About this task
Exactly reproduce the lines beginning with the line that includes "pub mod storage;" and ending with the last line of the data.

Available records
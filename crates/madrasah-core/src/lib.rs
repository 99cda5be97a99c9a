//! # Madrasah Core Library
//!
//! Core business logic for Madrasah, a children's Islamic learning app. The
//! library implements the progress and achievement engine: daily streaks,
//! badge unlocking, and resumable lesson progress. The CLI binary and any
//! GUI host are thin layers over the same operations.
//!
//! ## Architecture
//!
//! - **Progress Tracker**: phase-level progress within a lesson attempt,
//!   resume markers, best-of-all-attempts finalization
//! - **Streak Engine**: calendar-day streak state machine with a static
//!   milestone table
//! - **Achievement Engine**: ~30 declarative unlock rules evaluated as
//!   independent predicates, plus inline time-of-day badges
//! - **Storage**: SQLite-based progress store and TOML-based configuration
//!
//! Engines are explicitly constructed against a [`ProgressStore`]; there is
//! no global state. A lesson completion runs through
//! [`apply_lesson_completion`], which fixes the order the three engines
//! observe each other's writes in and returns the celebration events.
//!
//! ## Key Components
//!
//! - [`ProgressTracker`]: lesson phase tracking and finalization
//! - [`StreakEngine`]: streak continuation, expiry, milestones
//! - [`AchievementEngine`]: badge predicates and progress fractions
//! - [`ProgressStore`]: entity persistence

pub mod achievement;
pub mod curriculum;
pub mod error;
pub mod events;
pub mod model;
pub mod pipeline;
pub mod progress;
pub mod storage;
pub mod streak;

pub use achievement::AchievementEngine;
pub use error::{ConfigError, CoreError, Result, StoreError};
pub use events::EngineEvent;
pub use model::{
    Achievement, AchievementMeta, AchievementProgress, AchievementType, Child, FamilyActivity,
    Lesson, LessonCategory, LessonProgress, Requirement,
};
pub use pipeline::{apply_lesson_completion, apply_lesson_completion_at, CompletionOutcome};
pub use progress::{CompletionRecord, ProgressTracker};
pub use storage::{Config, ProgressStore};
pub use streak::{
    hours_remaining_today, next_milestone, StreakEngine, StreakMilestone, MILESTONES,
};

Answer box
pub mod storage;
pub mod streak;

pub use achievement::AchievementEngine;
pub use error::{ConfigError, CoreError, Result, StoreError};
pub use events::EngineEvent;
pub use model::{
    Achievement, AchievementMeta, AchievementProgress, AchievementType, Child, FamilyActivity,
    Lesson, LessonCategory, LessonProgress, Requirement,
};
pub use pipeline::{apply_lesson_completion, apply_lesson_completion_at, CompletionOutcome};
pub use progress::{CompletionRecord, ProgressTracker};
pub use storage::{Config, ProgressStore};
pub use streak::{
    hours_remaining_today, next_milestone, StreakEngine, StreakMilestone, MILESTONES,
};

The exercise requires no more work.